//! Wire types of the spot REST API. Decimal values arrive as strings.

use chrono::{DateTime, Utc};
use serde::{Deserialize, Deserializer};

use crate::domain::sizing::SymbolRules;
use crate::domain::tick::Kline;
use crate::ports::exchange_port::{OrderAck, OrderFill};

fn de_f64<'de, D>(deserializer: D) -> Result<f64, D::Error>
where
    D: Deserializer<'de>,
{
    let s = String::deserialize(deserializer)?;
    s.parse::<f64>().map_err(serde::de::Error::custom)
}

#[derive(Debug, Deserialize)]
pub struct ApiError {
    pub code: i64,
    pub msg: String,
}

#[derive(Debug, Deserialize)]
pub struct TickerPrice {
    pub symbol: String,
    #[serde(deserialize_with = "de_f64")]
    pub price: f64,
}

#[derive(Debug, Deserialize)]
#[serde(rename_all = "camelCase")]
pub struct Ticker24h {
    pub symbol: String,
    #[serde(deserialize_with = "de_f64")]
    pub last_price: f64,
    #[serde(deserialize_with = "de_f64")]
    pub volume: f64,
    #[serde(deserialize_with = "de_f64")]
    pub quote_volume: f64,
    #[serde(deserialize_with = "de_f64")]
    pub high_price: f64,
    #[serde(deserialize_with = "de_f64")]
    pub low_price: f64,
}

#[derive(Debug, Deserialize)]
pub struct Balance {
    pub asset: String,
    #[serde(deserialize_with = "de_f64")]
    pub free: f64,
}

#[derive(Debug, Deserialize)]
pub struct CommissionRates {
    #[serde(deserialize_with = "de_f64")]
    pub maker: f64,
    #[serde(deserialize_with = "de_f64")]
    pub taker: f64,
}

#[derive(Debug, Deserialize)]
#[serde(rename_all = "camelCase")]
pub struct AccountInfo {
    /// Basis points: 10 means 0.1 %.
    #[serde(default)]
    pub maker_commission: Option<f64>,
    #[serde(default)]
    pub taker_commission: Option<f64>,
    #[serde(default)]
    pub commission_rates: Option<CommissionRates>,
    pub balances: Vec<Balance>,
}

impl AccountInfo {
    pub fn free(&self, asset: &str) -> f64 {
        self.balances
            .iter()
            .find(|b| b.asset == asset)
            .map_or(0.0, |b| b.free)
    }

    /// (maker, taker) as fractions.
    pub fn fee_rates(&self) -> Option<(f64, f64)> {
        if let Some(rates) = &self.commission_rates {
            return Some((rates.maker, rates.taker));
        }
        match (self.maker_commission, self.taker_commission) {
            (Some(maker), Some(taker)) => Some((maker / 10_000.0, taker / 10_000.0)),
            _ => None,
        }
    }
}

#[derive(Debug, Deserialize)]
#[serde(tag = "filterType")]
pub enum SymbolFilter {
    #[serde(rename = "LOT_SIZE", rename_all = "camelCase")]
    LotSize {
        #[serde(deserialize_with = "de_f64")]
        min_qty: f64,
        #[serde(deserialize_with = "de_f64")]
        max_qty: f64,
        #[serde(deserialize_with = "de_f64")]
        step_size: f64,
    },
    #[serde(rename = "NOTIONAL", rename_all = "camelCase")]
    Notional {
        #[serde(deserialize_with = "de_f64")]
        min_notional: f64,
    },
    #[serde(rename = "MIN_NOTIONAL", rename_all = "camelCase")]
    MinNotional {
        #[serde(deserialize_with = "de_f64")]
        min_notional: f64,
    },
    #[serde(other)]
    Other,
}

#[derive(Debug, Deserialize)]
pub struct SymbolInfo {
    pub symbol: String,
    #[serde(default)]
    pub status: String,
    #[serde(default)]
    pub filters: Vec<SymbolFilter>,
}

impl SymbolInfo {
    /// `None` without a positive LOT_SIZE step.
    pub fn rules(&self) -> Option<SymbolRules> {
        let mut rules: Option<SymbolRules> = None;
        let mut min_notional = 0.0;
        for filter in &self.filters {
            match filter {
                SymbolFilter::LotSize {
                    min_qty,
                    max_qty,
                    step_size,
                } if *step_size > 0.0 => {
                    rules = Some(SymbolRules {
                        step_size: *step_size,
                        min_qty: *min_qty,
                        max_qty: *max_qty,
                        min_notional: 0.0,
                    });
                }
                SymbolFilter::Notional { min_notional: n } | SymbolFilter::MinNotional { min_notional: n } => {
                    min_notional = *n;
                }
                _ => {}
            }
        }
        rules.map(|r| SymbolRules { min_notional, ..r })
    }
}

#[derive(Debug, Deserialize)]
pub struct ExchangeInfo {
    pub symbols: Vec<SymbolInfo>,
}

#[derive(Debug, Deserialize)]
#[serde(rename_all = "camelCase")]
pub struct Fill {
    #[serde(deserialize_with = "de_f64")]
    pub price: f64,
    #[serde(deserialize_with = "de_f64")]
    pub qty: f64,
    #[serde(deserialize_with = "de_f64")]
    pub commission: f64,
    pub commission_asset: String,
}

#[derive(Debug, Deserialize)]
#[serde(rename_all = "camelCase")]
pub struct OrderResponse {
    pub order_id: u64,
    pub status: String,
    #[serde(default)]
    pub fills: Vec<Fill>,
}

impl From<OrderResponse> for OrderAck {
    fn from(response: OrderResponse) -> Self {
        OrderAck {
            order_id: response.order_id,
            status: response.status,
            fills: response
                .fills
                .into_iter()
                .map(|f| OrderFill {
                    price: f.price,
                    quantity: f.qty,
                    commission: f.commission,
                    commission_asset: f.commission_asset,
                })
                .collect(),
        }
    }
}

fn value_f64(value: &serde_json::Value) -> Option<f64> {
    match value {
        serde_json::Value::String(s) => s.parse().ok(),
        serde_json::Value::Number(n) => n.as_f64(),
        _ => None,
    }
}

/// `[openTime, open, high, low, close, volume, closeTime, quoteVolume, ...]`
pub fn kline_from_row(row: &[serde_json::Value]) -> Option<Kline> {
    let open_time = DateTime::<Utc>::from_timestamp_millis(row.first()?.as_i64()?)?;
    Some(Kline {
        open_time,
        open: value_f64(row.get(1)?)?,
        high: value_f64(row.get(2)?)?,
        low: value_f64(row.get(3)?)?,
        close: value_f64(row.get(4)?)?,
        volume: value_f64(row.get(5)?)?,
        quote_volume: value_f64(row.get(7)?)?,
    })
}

####

_Assignment_: Search the data above for the string "MinNotional". Report every line where it is found.

_Task response_:
    MinNotional {
                SymbolFilter::Notional { min_notional: n } | SymbolFilter::MinNotional { min_notional: n } => {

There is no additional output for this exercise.